---
title: "Tweedie Distribution"
output: rmarkdown::html_vignette
vignette: >
  %\VignetteIndexEntry{Tweedie Distribution}
  %\VignetteEngine{knitr::rmarkdown}
  %\VignetteEncoding{UTF-8}
---

```{r setup, include=FALSE}
knitr::opts_chunk$set(echo = TRUE)
```

## Introduction

The tweedie distribution is a new comer to generalized linear model framework. It has three parameters, $\mu$, $\sigma^2$, $\rho$, and has a number of unique characteristics. Many other distributions are special cases of the tweedie distribution.

* Distributions
  + $\rho$ = 0 gaussian
  + $\rho$ = 1 poisson
  + $\rho$ = 2 gamma
  + $\rho$ = 3 inverse gaussian

For many parameters, the probability density function cannot be evaluated directly. Instead special algorithms must be created to calculate the density. Interested statisticians should read [Evaluation of Tweedie exponential dispersion model densities by Fourier inversion](https://citeseerx.ist.psu.edu/viewdoc/download?doi=10.1.1.449.2161&rep=rep1&type=pdf). The author created the R package tweedie; which GlmSimulatoR relies upon.
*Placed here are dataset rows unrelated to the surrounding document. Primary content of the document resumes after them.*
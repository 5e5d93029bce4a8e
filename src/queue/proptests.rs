//! Property-based tests for the blocking queue using proptest
//!
//! These tests verify that the queue maintains its FIFO and capacity
//! invariants under arbitrary operation sequences and thread counts.

use crate::queue::BoundedBlockingQueue;
use crate::Error;
use proptest::prelude::*;
use std::sync::Arc;
use std::thread;
use std::time::Duration;

/// Property: FIFO ordering and capacity bounds in a single thread
mod sequential_properties {
    use super::*;

    proptest! {
        #[test]
        fn test_fifo_law(
            capacity in 1usize..64,
            values in prop::collection::vec(any::<i32>(), 1..64)
        ) {
            let queue = BoundedBlockingQueue::new(capacity).unwrap();
            let accepted: Vec<i32> = values
                .iter()
                .copied()
                .take(capacity)
                .collect();

            // put(x1)..put(xk) with k <= capacity never blocks
            for &value in &accepted {
                prop_assert!(queue.try_put(value).is_ok());
            }

            // k gets return x1..xk in that exact order
            for &expected in &accepted {
                prop_assert_eq!(queue.get_timeout(Duration::from_millis(10)), Ok(expected));
            }
            prop_assert!(queue.is_empty());
        }

        #[test]
        fn test_capacity_invariant(
            capacity in 1usize..50,
            values in prop::collection::vec(any::<i32>(), 1..100)
        ) {
            let queue = BoundedBlockingQueue::new(capacity).unwrap();
            let mut successful_puts = 0;

            for &value in &values {
                if queue.try_put(value).is_ok() {
                    successful_puts += 1;
                }
                prop_assert!(queue.len() <= capacity);
            }

            prop_assert_eq!(queue.len(), successful_puts.min(capacity));

            let mut drained = 0;
            while queue.try_get().is_some() {
                drained += 1;
            }
            prop_assert_eq!(drained, successful_puts);
        }

        #[test]
        fn test_len_tracks_operations(
            capacity in 1usize..50,
            operations in prop::collection::vec(prop::bool::weighted(0.7), 1..100)
        ) {
            let queue = BoundedBlockingQueue::new(capacity).unwrap();
            let mut expected_len = 0usize;
            let mut counter = 0;

            for &should_put in &operations {
                if should_put {
                    if queue.try_put(counter).is_ok() {
                        expected_len += 1;
                    }
                    counter += 1;
                } else if queue.try_get().is_some() {
                    expected_len -= 1;
                }

                // Single-threaded, so len is exact here
                prop_assert_eq!(queue.len(), expected_len);
                prop_assert!(expected_len <= capacity);
                prop_assert_eq!(queue.is_empty(), expected_len == 0);
                prop_assert_eq!(queue.is_full(), expected_len == capacity);
            }
        }

        #[test]
        fn test_round_trip_restores_empty(value in any::<i64>()) {
            let queue = BoundedBlockingQueue::new(1).unwrap();
            queue.put(value).unwrap();
            prop_assert_eq!(queue.get(), Ok(value));
            prop_assert_eq!(queue.len(), 0);
        }

        #[test]
        fn test_close_drains_in_order(
            values in prop::collection::vec(any::<i32>(), 1..32)
        ) {
            let queue = BoundedBlockingQueue::new(values.len()).unwrap();
            for &value in &values {
                queue.put(value).unwrap();
            }
            queue.close();

            for &expected in &values {
                prop_assert_eq!(queue.get(), Ok(expected));
            }
            prop_assert_eq!(queue.get(), Err(Error::Closed));
        }
    }
}

/// Property: concurrent transfers lose and duplicate nothing
mod concurrent_properties {
    use super::*;

    proptest! {
        // Thread spawning is expensive; keep the case count modest.
        #![proptest_config(ProptestConfig::with_cases(16))]

        #[test]
        fn test_concurrent_transfer(
            num_producers in 1usize..4,
            num_consumers in 1usize..4,
            items_per_producer in 1usize..50,
            capacity in 1usize..16
        ) {
            let queue = Arc::new(BoundedBlockingQueue::<usize>::new(capacity).unwrap());
            let mut handles = vec![];

            for producer_id in 0..num_producers {
                let queue = Arc::clone(&queue);
                handles.push(thread::spawn(move || {
                    for i in 0..items_per_producer {
                        queue.put(producer_id * items_per_producer + i).unwrap();
                    }
                }));
            }

            let mut consumer_handles = vec![];
            for _ in 0..num_consumers {
                let queue = Arc::clone(&queue);
                consumer_handles.push(thread::spawn(move || {
                    let mut received = Vec::new();
                    while let Ok(value) = queue.get() {
                        received.push(value);
                    }
                    received
                }));
            }

            for handle in handles {
                handle.join().unwrap();
            }
            queue.close();

            let mut all_received = Vec::new();
            for handle in consumer_handles {
                all_received.extend(handle.join().unwrap());
            }

            let expected_total = num_producers * items_per_producer;
            prop_assert_eq!(all_received.len(), expected_total);

            // Every produced value shows up exactly once
            all_received.sort_unstable();
            for (i, &value) in all_received.iter().enumerate() {
                prop_assert_eq!(value, i);
            }
        }
    }
}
Due to computational demands associated with the tweedie distribution and software available in R, this package focuses on tweedie distributions with $\rho$ in [1, 2] and $\sigma^2$ equal to 1.

## Building a glm model

To test out R's special glm function for the tweedie distribution, lets generate data and see how close our estimates are. We will be using the cplm package.


```{r model, echo=TRUE}
library(GlmSimulatoR)
library(ggplot2)
library(cplm, quietly = TRUE)
set.seed(1)

simdata <- simulate_tweedie(weight = .2, ancillary = 1.15, link = "log")

ggplot(simdata, aes(x = Y)) +
  geom_histogram(bins = 30)
```

The response variable is usually zero, but sometimes it is positive. This is what makes the tweedie distribution unique.

```{r model2, echo=TRUE}
glm_model <- cpglm(Y ~ X1, data = simdata, link = "log")
summary(glm_model)
```

The estimated index parameter is very close to $\rho$ (the ancillary argument), and the estimated weights are close to $\beta$ (the weight argument). Overall the function worked well.